W Brimfield można znaleźć prawie wszystko, od eleganckich antyków po dziwne i zwariowane. I chociaż każde stanowisko i stoisko jest często zupełnie inne, zauważyłem kilka trendów podczas dwóch dni na słynnych targach outdoorowych.
Jadeit. Zwłaszcza pastelowa paleta jadeitu dobrze wpisuje się w trend w kierunku mięty w kuchni. Chociaż było wiele stoisk z klasycznym Królem Ognia, który prosił w górę o 100 USD za większy kawałek, były pewne tańsze opcje, takie jak sokowirówka.
Typografia. Alfabet był wszędzie, gdzie spojrzałeś na Brimfielda, dawne znaki, stare reklamy lub po prostu namalowane i wytłoczone na prawie wszystkim. Dla fanatyków słów lub monogramów pojemniki z rozświetlonymi literami i interpunkcja były gotowe do pobrania.

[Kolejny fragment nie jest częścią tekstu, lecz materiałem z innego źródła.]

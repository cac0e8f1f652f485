//! The pretrained encoder the scheme heads sit on.

use std::path::Path;

use candle_core::{DType, Device, Tensor};
use candle_nn::VarBuilder;
use candle_transformers::models::bert::{BertModel, Config};
use tracing::{debug, info};

use crate::collate::ModelInputs;
use crate::{CodecError, Result};

/// Produces `(bs, seq, hidden)` token representations.
pub trait Encoder {
    fn forward(&self, input_ids: &Tensor, attention_mask: &Tensor, token_type_ids: &Tensor) -> Result<Tensor>;

    fn encode(&self, inputs: &ModelInputs) -> Result<Tensor> {
        self.forward(&inputs.input_ids, &inputs.attention_mask, &inputs.token_type_ids)
    }
}

impl Encoder for BertModel {
    fn forward(&self, input_ids: &Tensor, attention_mask: &Tensor, token_type_ids: &Tensor) -> Result<Tensor> {
        let attention_mask = attention_mask.to_dtype(DType::F32)?;
        Ok(BertModel::forward(self, input_ids, token_type_ids, Some(&attention_mask))?)
    }
}

/// Select the best available device.
pub fn select_device(use_gpu: bool) -> Device {
    if !use_gpu {
        return Device::Cpu;
    }

    #[cfg(feature = "cuda")]
    {
        match Device::new_cuda(0) {
            Ok(device) => {
                info!("CUDA device available");
                return device;
            }
            Err(e) => debug!("CUDA not available: {}, falling back to CPU", e),
        }
    }

    #[cfg(feature = "metal")]
    {
        match Device::new_metal(0) {
            Ok(device) => {
                info!("Metal device available");
                return device;
            }
            Err(e) => debug!("Metal not available: {}, falling back to CPU", e),
        }
    }

    debug!("Using CPU device");
    Device::Cpu
}

pub fn load_bert_config(path: impl AsRef<Path>) -> Result<Config> {
    let content = std::fs::read_to_string(path)?;
    Ok(serde_json::from_str(&content)?)
}

/// Load a BERT-family encoder from `config.json` and safetensors or `.bin` weights.
pub fn load_bert(config_path: impl AsRef<Path>, weights_path: impl AsRef<Path>, device: &Device) -> Result<BertModel> {
    let config = load_bert_config(config_path)?;
    let weights_path = weights_path.as_ref();
    let vb = if weights_path.extension().is_some_and(|e| e == "safetensors") {
        // SAFETY: the weights file must not be modified while mapped.
        unsafe { VarBuilder::from_mmaped_safetensors(&[weights_path], DType::F32, device)? }
    } else {
        VarBuilder::from_pth(weights_path, DType::F32, device)?
    };
    let model = BertModel::load(vb, &config).map_err(|e| CodecError::ModelLoad(e.to_string()))?;
    info!(
        "Loaded encoder from {:?} ({} layers, hidden size {})",
        weights_path, config.num_hidden_layers, config.hidden_size
    );
    Ok(model)
}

Blask średniowiecza. Lata 60. i 70. nie bały się kolorów, a rezultaty były zdecydowanie widoczne. Mod siedzenia i klasyczna Cathrineholm rzucili się na swoich ponurych sąsiadów i mam nadzieję, że odważnie wypowiedzą się w czyimś domu.
Słoiki Pomimo niedawnego ponownego wydania, niebieskie słoiki Ball są nadal poszukiwane, a niektóre z nich po 20 dolarów. Popularne były również upcyklingowane słoiki w postaci oświetlenia. Wśród ekspozytorów ze słoikami zauważyłem też kilka takich szklanych ubijaczy do masła (górny i dolny prawy) na różnych stoiskach.

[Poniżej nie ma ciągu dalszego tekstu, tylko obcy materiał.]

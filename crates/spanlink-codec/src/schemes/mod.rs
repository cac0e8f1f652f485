//! Tagging schemes.
//!
//! Every scheme is one struct implementing both halves of its codec:
//! [`SchemeCollator`] turns the token-space labels of a batch into target
//! tensors, [`SchemeDecoder`] turns model scores back into char-space
//! results.

use std::collections::BTreeMap;

use candle_core::{Device, Tensor};

use crate::align::OffsetMapping;
use crate::tensor::mask_lengths;
use crate::types::{slice_chars, TextSpan};
use crate::{CodecError, Result};

pub mod event;
pub mod gplinker;
pub mod grte;
pub mod handshaking;
pub mod pfn;
pub mod pointer;
pub mod tplinker;

pub use event::{EventScores, GpLinkerEvent};
pub use gplinker::{GpLinker, PairScores};
pub use grte::{Grte, GrteTag};
pub use handshaking::{HandshakingNer, TargetLayout};
pub use pfn::Pfn;
pub use pointer::{Pointer, PointerLabels, PointerScores};
pub use tplinker::TpLinkerPlus;

/// Named target tensors of one training batch.
#[derive(Debug, Clone, Default)]
pub struct TargetTensors(BTreeMap<&'static str, Tensor>);

impl TargetTensors {
    pub fn new() -> Self {
        Self::default()
    }

    pub fn insert(&mut self, name: &'static str, tensor: Tensor) {
        self.0.insert(name, tensor);
    }

    pub fn with(mut self, name: &'static str, tensor: Tensor) -> Self {
        self.insert(name, tensor);
        self
    }

    pub fn get(&self, name: &str) -> Option<&Tensor> {
        self.0.get(name)
    }

    pub fn names(&self) -> impl Iterator<Item = &'static str> + '_ {
        self.0.keys().copied()
    }

    pub fn len(&self) -> usize {
        self.0.len()
    }

    pub fn is_empty(&self) -> bool {
        self.0.is_empty()
    }
}

/// Geometry of the padded batch targets are built for.
#[derive(Debug, Clone, Copy)]
pub struct BatchLayout<'a> {
    /// Unpadded token count per example.
    pub lengths: &'a [usize],
    /// Padded sequence length.
    pub seq_len: usize,
    /// Fill value outside each example's region, where a scheme pads at all.
    pub label_pad_value: i64,
    pub device: &'a Device,
}

impl BatchLayout<'_> {
    pub fn batch_size(&self) -> usize {
        self.lengths.len()
    }
}

/// Encoder half of a scheme: batch labels to target tensors.
pub trait SchemeCollator {
    /// Token-space labels carried by one feature.
    type Labels;

    fn targets(&self, labels: &[&Self::Labels], layout: &BatchLayout<'_>) -> Result<TargetTensors>;
}

/// Everything a decoder needs besides the scores.
#[derive(Debug, Clone, Copy)]
pub struct DecodeBatch<'a> {
    pub attention_mask: &'a Tensor,
    pub texts: &'a [String],
    pub offset_mappings: &'a [OffsetMapping],
}

impl<'a> DecodeBatch<'a> {
    pub fn new(attention_mask: &'a Tensor, texts: &'a [String], offset_mappings: &'a [OffsetMapping]) -> Self {
        Self {
            attention_mask,
            texts,
            offset_mappings,
        }
    }

    pub fn batch_size(&self) -> usize {
        self.texts.len()
    }

    /// Unpadded length of every example, after checking the batch agrees with itself.
    pub fn lengths(&self) -> Result<Vec<usize>> {
        let lengths = mask_lengths(self.attention_mask)?;
        for actual in [lengths.len(), self.offset_mappings.len()] {
            if actual != self.texts.len() {
                return Err(CodecError::BatchLength {
                    expected: self.texts.len(),
                    actual,
                });
            }
        }
        Ok(lengths)
    }

    /// Padded sequence length.
    pub fn seq_len(&self) -> Result<usize> {
        Ok(self.attention_mask.dims2()?.1)
    }

    /// Char span and text of the inclusive token range `[start, end]` of example `b`.
    pub fn text_span(&self, b: usize, start: usize, end: usize) -> Option<TextSpan> {
        let (char_start, char_end) = self.offset_mappings.get(b)?.char_span(start, end)?;
        if char_end <= char_start {
            return None;
        }
        Some(TextSpan {
            start: char_start,
            end: char_end,
            text: slice_chars(self.texts.get(b)?, char_start, char_end),
        })
    }
}

/// Decoder half of a scheme: model scores to one result per example.
pub trait SchemeDecoder {
    type Scores;
    type Output;

    fn decode(&self, scores: &Self::Scores, batch: &DecodeBatch<'_>) -> Result<Vec<Self::Output>>;
}

/// A decoded token span survives only if it is ordered and stays clear of
/// position 0 and of the last attended position.
pub(crate) fn is_valid_span(start: usize, end: usize, length: usize) -> bool {
    start <= end && start != 0 && start + 1 < length && end + 1 < length
}

/// A token span can be encoded when it is ordered and inside the sequence.
pub(crate) fn fits(start: usize, end: usize, seq_len: usize) -> bool {
    start <= end && end < seq_len
}

/// Largest per-example count, at least one so padded dims never collapse.
pub(crate) fn max_count<I: IntoIterator<Item = usize>>(counts: I) -> usize {
    counts.into_iter().max().unwrap_or(0).max(1)
}

#[cfg(test)]
pub(crate) mod testing {
    use candle_core::{DType, Device, Tensor};

    use crate::align::OffsetMapping;

    /// One offset per char, wrapped in `[CLS]` / `[SEP]`.
    pub fn char_offsets(text: &str) -> OffsetMapping {
        let n = text.chars().count();
        let mut offsets = vec![(0, 0)];
        offsets.extend((0..n).map(|i| (i, i + 1)));
        offsets.push((0, 0));
        OffsetMapping::new(offsets)
    }

    pub fn full_mask(batch: usize, seq_len: usize) -> Tensor {
        Tensor::ones((batch, seq_len), DType::U32, &Device::Cpu).unwrap()
    }

    /// Turn an integer target into scores where every nonzero cell is positive.
    pub fn as_scores(target: &Tensor) -> Tensor {
        target.to_dtype(DType::F32).unwrap()
    }
}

Zestawy do krokieta. Gra trawnikowa mieszczaństwa była nowymi piłkami bilardowymi - nie można było przejść się bez natrafienia na stoisko z kolorowymi młotkami o różnych rocznikach. Było też kilka piłek do bocce, ale nie o tej samej objętości co brytyjska rozrywka.
Truskawki. Słodka jagoda lata pojawiła się na wszystkich polach w Brimfield. Jestem pewien, że na targach można kupić całą kuchnię o tematyce truskawkowej: uchwyty do garnków, talerze z dżemem, solniczki, dekoracje ścienne… Pani Ciastko poczuje się jak w domu.